Just incidentally, she wrote, the people who'd moved into our house were very quiet, very nice people.
**************************************************************
Rilka wrote that Shawna was still a bitch, only getting better at it; that her baby was walking already, faster than his sister had done, and he was a sweet darling, nothing like Shawna. She was making arrangements to send Shawna to nursery school: "Kind of spread the joy of looking after the little bitch around a little", was how she put it.
Could I send a batch of cookies, express? They were what she missed most about me. She also wrote that it was so good of us to be as discriminating as we'd been; the new neighbours had lost no time stringing up a clothesline and it was forever dripping wash; very picturesque. "We desperately need that kind of quaint elegance around here."
P.S. Maryse looked haggard; she hardly ever saw Marc around anymore.
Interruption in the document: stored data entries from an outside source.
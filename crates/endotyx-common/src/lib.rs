//! endotyx-common — Shared types, errors, and configuration used across all endotyx crates.

pub mod error;
pub mod entities;
pub mod analysis_config;

// Re-export commonly used types
pub use analysis_config::{AnalysisConfig, GroupLabels, IngestConfig, StatisticsConfig};
pub use entities::{
    BaselineDataset, Classification, ExpressionMatrix, ExpressionSample, PredictionLabel,
    PredictionRecord,
};
pub use error::{EndotyxError, Result};
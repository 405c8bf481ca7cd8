//! Conversation message shapes.
//!
//! Grounded on `client_wrapper.rs`'s `Message`/`Role`/`NativeToolCall`, extended
//! with the `tool_call_id` correlation and `usage_metadata` the spec's data
//! model names explicitly (§3).

use std::sync::Arc;

use chrono::{DateTime, Utc};
use serde::{Deserialize, Serialize};

use crate::data::UsageRecordTokens;

/// Who authored a [`Message`].
#[derive(Debug, Clone, Serialize, Deserialize, PartialEq, Eq)]
pub enum Role {
    System,
    Human,
    AI,
    /// Carries the id of the tool call this message is a result for.
    Tool { tool_call_id: String },
}

/// A single entry in an execution's message history.
///
/// Content is stored as `Arc<str>` so histories can be cheaply cloned when
/// building the narrowed supervisor view (`orchestrator.rs::build_history`),
/// mirroring `client_wrapper::Message`'s use of `Arc<str>`.
#[derive(Debug, Clone, Serialize, Deserialize)]
pub struct Message {
    pub id: String,
    pub role: Role,
    pub content: Arc<str>,
    /// Non-empty only on AI messages that requested tool execution.
    #[serde(default)]
    pub tool_calls: Vec<ToolCallRequest>,
    #[serde(default)]
    pub usage_metadata: Option<UsageRecordTokens>,
    /// Set on a Tool message produced by a delegation, keyed by the
    /// originating `delegate_to_*` tool-call id. `build_history`'s context
    /// filter never splits messages sharing this id across its truncation
    /// boundary (§9 OQ2).
    #[serde(default)]
    pub delegation_group: Option<String>,
    pub created_at: DateTime<Utc>,
}

impl Message {
    pub fn human(id: impl Into<String>, content: impl Into<Arc<str>>) -> Self {
        Self {
            id: id.into(),
            role: Role::Human,
            content: content.into(),
            tool_calls: Vec::new(),
            usage_metadata: None,
            delegation_group: None,
            created_at: Utc::now(),
        }
    }

    pub fn system(id: impl Into<String>, content: impl Into<Arc<str>>) -> Self {
        Self {
            id: id.into(),
            role: Role::System,
            content: content.into(),
            tool_calls: Vec::new(),
            usage_metadata: None,
            delegation_group: None,
            created_at: Utc::now(),
        }
    }

    pub fn ai(id: impl Into<String>, content: impl Into<Arc<str>>) -> Self {
        Self {
            id: id.into(),
            role: Role::AI,
            content: content.into(),
            tool_calls: Vec::new(),
            usage_metadata: None,
            delegation_group: None,
            created_at: Utc::now(),
        }
    }

    pub fn tool_result(
        id: impl Into<String>,
        tool_call_id: impl Into<String>,
        content: impl Into<Arc<str>>,
    ) -> Self {
        Self {
            id: id.into(),
            role: Role::Tool {
                tool_call_id: tool_call_id.into(),
            },
            content: content.into(),
            tool_calls: Vec::new(),
            usage_metadata: None,
            delegation_group: None,
            created_at: Utc::now(),
        }
    }

    pub fn with_tool_calls(mut self, calls: Vec<ToolCallRequest>) -> Self {
        self.tool_calls = calls;
        self
    }

    pub fn with_usage(mut self, usage: UsageRecordTokens) -> Self {
        self.usage_metadata = Some(usage);
        self
    }

    pub fn with_delegation_group(mut self, group: impl Into<String>) -> Self {
        self.delegation_group = Some(group.into());
        self
    }
}

/// A tool call requested by an AI message.
#[derive(Debug, Clone, Serialize, Deserialize)]
pub struct ToolCallRequest {
    pub id: String,
    pub name: String,
    pub args_json: serde_json::Value,
}

/// The structured outcome of executing a [`ToolCallRequest`].
#[derive(Debug, Clone, Serialize, Deserialize)]
pub struct ToolCallResult {
    pub id: String,
    pub ok: bool,
    /// Populated when `ok`.
    pub value_json: Option<serde_json::Value>,
    /// Populated when `!ok`.
    pub error_message: Option<String>,
    pub duration_ms: u64,
}

impl ToolCallResult {
    pub fn success(id: impl Into<String>, value_json: serde_json::Value, duration_ms: u64) -> Self {
        Self {
            id: id.into(),
            ok: true,
            value_json: Some(value_json),
            error_message: None,
            duration_ms,
        }
    }

    pub fn failure(id: impl Into<String>, error_message: impl Into<String>, duration_ms: u64) -> Self {
        Self {
            id: id.into(),
            ok: false,
            value_json: None,
            error_message: Some(error_message.into()),
            duration_ms,
        }
    }
}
Maryse's baby still couldn't grasp objects but he laughed a lot. She hated to go over there now, it was such a depressing scene.
************************************************************
Well, you lose touch. It's been more than four years. Last night, looking through the newspaper, I saw a familiar little face. The syndicated column for child adoptions.
'Just turned five' the advertisement read. 'Robbie is an appealing child with soft blonde hair, blue eyes and fair skin. He is small for his age and is behind both mentally and physically because he was born with Down Syndrome. Robbie goes to a special school for below-average children.'
The smile on the child's face, wide and appealing, reminded me of his older brother's, the one with the weak heart who also smiled readily, a normal child who played reluctant hockey.